Filosofía

Antes que responder la filosofía es preguntar, y las mejores preguntas son las más sencillas y directas, por eso la filosofía está tan cercana a los niños, porque son los únicos capaces de hacer preguntas tan simples como directas, precisamente las que los adultos ya no pueden ni saben contestar, no porque no sepan las respuestas, sino porque sus vidas de adultos niegan de antemano cualquier respuesta sencilla. Qué significa esto.
Existe una realidad vivida y contingente, como existe una razón humana que, desde que tiene conciencia de sí, ha pretendido comprender y explicar esa realidad, pero en sus intentos por explicarla, ya sea mediante dogmas, teorías o hipótesis y siempre a partir de unas primeras preguntas claras y sencillas, la razón ha despojado a aquella realidad de toda contingencia, precisamente la parte más directamente relacionada con la vida, la menos previsible y teorizable.
Un niño es inteligencia pura al ciento por ciento, por eso sus preguntas son tan simples y directas, como también necesita respuestas de igual limpieza. Un adulto se siente incapaz de responderlas porque en la mayoría de los casos no tiene respuestas satisfactorias para explicarse a sí mismo, su comportamiento o su estado presente. El hecho de vivir lleva implícito la dificultad de detenerse y reflexionar sobre lo que se está viviendo, la vida no espera, apenas deja tiempo para ofrecer respuestas a hechos y comportamientos insuficientemente pensados o de los que uno no se siente completamente satisfecho. El minuto siguiente planteará nuevos interrogantes que obligarán a demorar las respuestas pendientes, que sucesivamente se irán acumulando hasta el punto de llegar un momento en el que el adulto decide dejar en un segundo plano, consciente o inconscientemente, la obtención de respuestas. Esa es su vida, eso es la vida. Por todo ello, cuando es requerido por un niño de la forma más sencilla y directa respecto de cualquier circunstancia de su vida, o de la vida, tiene dificultades para responder, porque de aquellas preguntas sin respuesta se olvidó y del resto ya no sabe cómo responsabilizarse; solo le quedan las excusas. Su permanente para luego le hace, o le obliga, a justificarse de cualquier modo, por carencia de tiempo o de inteligencia. Pero la solución no es regañar o denigrar al niño por hacer preguntas inconvenientes, mejor dicho, inteligentes.
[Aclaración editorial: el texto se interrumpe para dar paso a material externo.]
//! Splitting table rows into page-sized chunks.

use crate::config::LayoutConfig;
use crate::content::tables::{ScopeRow, ScopeTable};

/// Chunk `rows` into pages: the first page holds up to `first_page_limit`
/// rows, every later page up to `continuation_limit`.
///
/// Empty input yields no pages at all, not one empty page. Limits below 1
/// are treated as 1.
///
/// ```rust
/// use veliz_proposals::paginate_rows;
///
/// let rows: Vec<u32> = (1..=13).collect();
/// let pages = paginate_rows(&rows, 12, 14);
/// assert_eq!(pages.len(), 2);
/// assert_eq!(pages[1], vec![13]);
/// ```
pub fn paginate_rows<T: Clone>(
    rows: &[T],
    first_page_limit: usize,
    continuation_limit: usize,
) -> Vec<Vec<T>> {
    if rows.is_empty() {
        return Vec::new();
    }
    let first = first_page_limit.max(1);
    if rows.len() <= first {
        return vec![rows.to_vec()];
    }
    let (head, rest) = rows.split_at(first);
    std::iter::once(head)
        .chain(rest.chunks(continuation_limit.max(1)))
        .map(<[T]>::to_vec)
        .collect()
}

/// Paginate a parsed scope table with the configured limits. An absent
/// table yields no pages.
pub fn paginate_scope_table(table: Option<&ScopeTable>, config: &LayoutConfig) -> Vec<Vec<ScopeRow>> {
    table.map_or_else(Vec::new, |t| {
        paginate_rows(&t.rows, config.first_page_rows, config.continuation_rows)
    })
}
//! Application state and event handling.
//!
//! One `App` owns the page model, the reveal pipeline, and the three
//! independent collaborators (typewriter, smooth scroll, contact form).
//! The event loop in `main` calls `handle_key`, `tick`, and `render`;
//! everything else is internal.

pub mod contact_form;
pub mod smooth_scroll;
pub mod typewriter;

use crate::config::Config;
use crate::content::Content;
use crate::model::layout::{DocumentLayout, RowSpan};
use crate::model::{Page, SectionId, SectionKind};
use crate::reveal::RevealPipeline;
use crate::services::submit::{self, SubmitOutcome};
use crate::services::time_source::{SharedTimeSource, TimeSource};
use crate::view;
use crate::view::theme::Theme;
use contact_form::{ContactForm, SubmitState};
use crossterm::event::{KeyCode, KeyEvent, KeyModifiers};
use ratatui::Frame;
use smooth_scroll::SmoothScroll;
use std::path::PathBuf;
use std::sync::mpsc::{Receiver, TryRecvError};
use std::time::{Duration, Instant};
use typewriter::Typewriter;

pub struct App {
    pub(crate) config: Config,
    config_path: Option<PathBuf>,
    pub(crate) page: Page,
    pub(crate) layout: DocumentLayout,
    pub(crate) theme: Theme,
    pipeline: RevealPipeline,
    pub(crate) typewriter: Typewriter,
    smooth: SmoothScroll,
    pub(crate) form: ContactForm,
    submit_rx: Option<Receiver<SubmitOutcome>>,
    pub(crate) time: SharedTimeSource,
    pub(crate) scroll: usize,
    view_width: u16,
    view_height: u16,
    /// Number-key navigation targets, in page order.
    nav_ids: Vec<SectionId>,
    should_quit: bool,
}

impl App {
    pub fn new(
        config: Config,
        config_path: Option<PathBuf>,
        content: &Content,
        time: SharedTimeSource,
        width: u16,
        height: u16,
    ) -> Self {
        let mut page = Page::from_content(content);
        let layout = DocumentLayout::of(&page);
        let theme = Theme::resolve(config.theme.as_deref());
        let pipeline = RevealPipeline::new(&config.animations, &page);
        if !config.animations.enabled {
            tracing::info!("Animations disabled, revealing everything");
            RevealPipeline::reveal_everything(&mut page);
        }
        let now = time.now();
        let typewriter = Typewriter::new(page.titles.clone(), config.typewriter.clone(), now);
        let nav_ids = page.navigable_section_ids();

        Self {
            config,
            config_path,
            page,
            layout,
            theme,
            pipeline,
            typewriter,
            smooth: SmoothScroll::new(),
            form: ContactForm::new(),
            submit_rx: None,
            time,
            scroll: 0,
            view_width: width,
            view_height: height,
            nav_ids,
            should_quit: false,
        }
    }

    pub fn should_quit(&self) -> bool {
        self.should_quit
    }

    pub fn page(&self) -> &Page {
        &self.page
    }

    pub fn layout(&self) -> &DocumentLayout {
        &self.layout
    }

    pub fn theme(&self) -> &Theme {
        &self.theme
    }

    pub fn config(&self) -> &Config {
        &self.config
    }

    pub fn scroll(&self) -> usize {
        self.scroll
    }

    pub fn form(&self) -> &ContactForm {
        &self.form
    }

    pub fn typewriter(&self) -> &Typewriter {
        &self.typewriter
    }

    /// Card reveals scheduled but not yet executed.
    pub fn pending_reveals(&self) -> usize {
        self.pipeline.pending_reveals()
    }

    /// Earliest instant a deferred reveal or typewriter step is due;
    /// lets the event loop sleep precisely instead of polling blind.
    pub fn next_deadline(&self) -> Option<Instant> {
        match (self.typewriter.next_deadline(), self.pipeline.next_deadline()) {
            (Some(a), Some(b)) => Some(a.min(b)),
            (a, b) => a.or(b),
        }
    }

    pub fn size(&self) -> (u16, u16) {
        (self.view_width, self.view_height)
    }

    pub fn resize(&mut self, width: u16, height: u16) {
        self.view_width = width;
        self.view_height = height;
        self.scroll = self.scroll.min(self.max_scroll());
    }

    pub fn render(&self, frame: &mut Frame) {
        view::render(frame, self);
    }

    /// Advance every animation to `now`. Returns true when a render is
    /// needed.
    pub fn tick(&mut self) -> bool {
        let now = self.time.now();
        let mut changed = self.typewriter.tick(now);

        if let Some(offset) = self.smooth.tick(now) {
            let offset = offset.min(self.max_scroll());
            if offset != self.scroll {
                self.scroll = offset;
                changed = true;
            }
        }

        let viewport = self.viewport();
        changed |= self
            .pipeline
            .tick(&mut self.page, viewport, &self.layout, now);

        changed |= self.poll_submission();
        changed || self.has_active_transitions(now)
    }

    pub fn handle_key(&mut self, key: KeyEvent) {
        if self.form.is_editing() {
            self.handle_form_key(key);
            return;
        }

        match (key.code, key.modifiers) {
            (KeyCode::Char('q'), KeyModifiers::NONE)
            | (KeyCode::Char('q'), KeyModifiers::CONTROL) => {
                self.should_quit = true;
            }
            (KeyCode::Char('t'), KeyModifiers::NONE) => self.toggle_theme(),
            (KeyCode::Up, _) => self.scroll_by(-1),
            (KeyCode::Down, _) => self.scroll_by(1),
            (KeyCode::PageUp, _) => self.scroll_by(-(self.content_height() as isize)),
            (KeyCode::PageDown, _) => self.scroll_by(self.content_height() as isize),
            (KeyCode::Home, _) => self.scroll_to_row(0),
            (KeyCode::End, _) => self.scroll_to_row(usize::MAX),
            (KeyCode::Char(c), KeyModifiers::NONE) if c.is_ascii_digit() => {
                let idx = (c as usize).wrapping_sub('1' as usize);
                if let Some(&id) = self.nav_ids.get(idx) {
                    self.scroll_to_section(id);
                }
            }
            (KeyCode::Tab, _) => {
                if let Some(contact) = self.contact_section_id() {
                    self.scroll_to_section(contact);
                }
                self.form.focus_first();
            }
            _ => {}
        }
    }

    fn handle_form_key(&mut self, key: KeyEvent) {
        match (key.code, key.modifiers) {
            (KeyCode::Esc, _) => self.form.blur(),
            (KeyCode::Tab, _) => self.form.focus_next(),
            (KeyCode::BackTab, _) => self.form.focus_prev(),
            (KeyCode::Enter, _) => self.submit_form(),
            (KeyCode::Backspace, _) => self.form.backspace(),
            (KeyCode::Char(c), KeyModifiers::NONE) | (KeyCode::Char(c), KeyModifiers::SHIFT) => {
                self.form.insert_char(c);
            }
            _ => {}
        }
    }

    /// Toggle dark/light and persist the flag. Persistence failures are
    /// logged, never fatal.
    fn toggle_theme(&mut self) {
        self.theme = self.theme.toggled();
        self.config.theme = Some(self.theme.name.to_string());
        tracing::info!("Theme switched to {}", self.theme.name);

        if let Some(path) = &self.config_path {
            if let Err(e) = self.config.save_to_file(path) {
                tracing::warn!("Failed to persist theme to {:?}: {}", path, e);
            }
        }
    }

    fn submit_form(&mut self) {
        if self.form.state() == &SubmitState::Pending {
            return;
        }
        self.form.set_state(SubmitState::Pending);
        let rx = submit::submit_in_background(
            self.config.contact.endpoint.clone(),
            &self.form.payload(),
            Duration::from_secs(self.config.contact.timeout_secs),
        );
        self.submit_rx = Some(rx);
    }

    fn poll_submission(&mut self) -> bool {
        let Some(rx) = &self.submit_rx else {
            return false;
        };
        match rx.try_recv() {
            Ok(SubmitOutcome::Accepted { message }) => {
                self.form.set_state(SubmitState::Success(message));
                self.form.clear_fields();
            }
            Ok(SubmitOutcome::Rejected { error })
            | Ok(SubmitOutcome::Unreachable { error }) => {
                self.form.set_state(SubmitState::Failure(error));
            }
            Err(TryRecvError::Empty) => return false,
            Err(TryRecvError::Disconnected) => {
                tracing::warn!("Submission worker vanished without a result");
                self.form
                    .set_state(SubmitState::Failure("Submission failed.".to_string()));
            }
        }
        self.submit_rx = None;
        true
    }

    fn scroll_by(&mut self, delta: isize) {
        self.smooth.cancel();
        let target = self.scroll as isize + delta;
        self.scroll = target.clamp(0, self.max_scroll() as isize) as usize;
    }

    /// Jump straight to a document row (clamped), cancelling any smooth
    /// navigation in flight.
    pub fn scroll_to_row(&mut self, row: usize) {
        self.smooth.cancel();
        self.scroll = row.min(self.max_scroll());
    }

    fn scroll_to_section(&mut self, id: SectionId) {
        let Some(extent) = self.layout.extent(id) else {
            return;
        };
        let target = extent.top.min(self.max_scroll());
        let duration = if self.config.animations.enabled {
            Duration::from_millis(self.config.animations.smooth_scroll_ms)
        } else {
            Duration::ZERO
        };
        self.smooth.start(self.scroll, target, duration, self.time.now());
    }

    fn contact_section_id(&self) -> Option<SectionId> {
        self.page
            .sections
            .iter()
            .find(|s| s.kind == SectionKind::Contact)
            .map(|s| s.id)
    }

    pub(crate) fn viewport(&self) -> RowSpan {
        RowSpan::new(self.scroll, self.content_height())
    }

    fn content_height(&self) -> usize {
        self.view_height.saturating_sub(view::CHROME_ROWS) as usize
    }

    fn max_scroll(&self) -> usize {
        self.layout.total_rows.saturating_sub(self.content_height())
    }

    /// True while any eased transition still has frames to draw.
    fn has_active_transitions(&self, now: Instant) -> bool {
        if self.smooth.is_animating() {
            return true;
        }

        let fill = Duration::from_millis(self.config.animations.fill_transition_ms);
        let card = Duration::from_millis(self.config.animations.card_transition_ms);

        self.page.sections.iter().any(|section| {
            section.skills.iter().any(|item| {
                matches!(item.fill, crate::model::FillState::Filling { started, .. }
                    if now.saturating_duration_since(started) < fill)
            }) || section.cards.iter().any(|c| {
                matches!(c.state, crate::model::CardState::Revealing { since }
                    if now.saturating_duration_since(since) < card)
            })
        })
    }
}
De igual modo, la filosofía viene intentando desde sus orígenes explicar la realidad, la vida y el mundo. En un principio fueron las preguntas, y la necesidad de organizar racionalmente las respuestas hizo que fueran complicándose tanto aquellas como las soluciones. Hasta tal punto que se levantaban teorías o doctrinas que pretendían explicarlo todo, pero con un inconveniente, como los adultos, estos dogmas y teorías, en su presunta fortaleza y perfección, solo aceptaban cuestiones que cumplieran una serie de requisitos que la misma construcción exigía como pertinentes o aceptables. Cualquier pregunta que no asumiera de partida las premisas y exigencias del sistema construido no era aceptada, o entendida, o se consideraba fuera de lugar. Y a medida que la doctrina o el sistema -no lo olvidemos, una construcción racional- aumentaba en volumen se volvía cada vez más complejo, hasta que llegaba un momento en el que perdía toda referencia a la realidad que lo motivó, se volvía tan confuso como inútil, demasiado escrupuloso e inflexible. Hasta que era superado en claridad por un nuevo sistema construido a partir de aquellas preguntas que no cumplieron los requerimientos del antiguo. Y así sucesivamente.
Las respuestas que necesita la filosofía son las mismas que necesitan los adultos, esas que persiguen los niños. Mientras la razón no admita e incluya en sus pesquisas y construcciones la contingencia e incertidumbre que felizmente impone la propia la vida, la humanidad, como los adultos, seguirá teorizando en abstracto, sin acertar a la hora de justificar y explicar una realidad, o existencia, que aún hoy nos es tan extraña y desconocida como cercana y vital. Y la respuesta no es difícil ni se halla en otro lugar que no seamos nosotros mismos. Se trata de escuchar.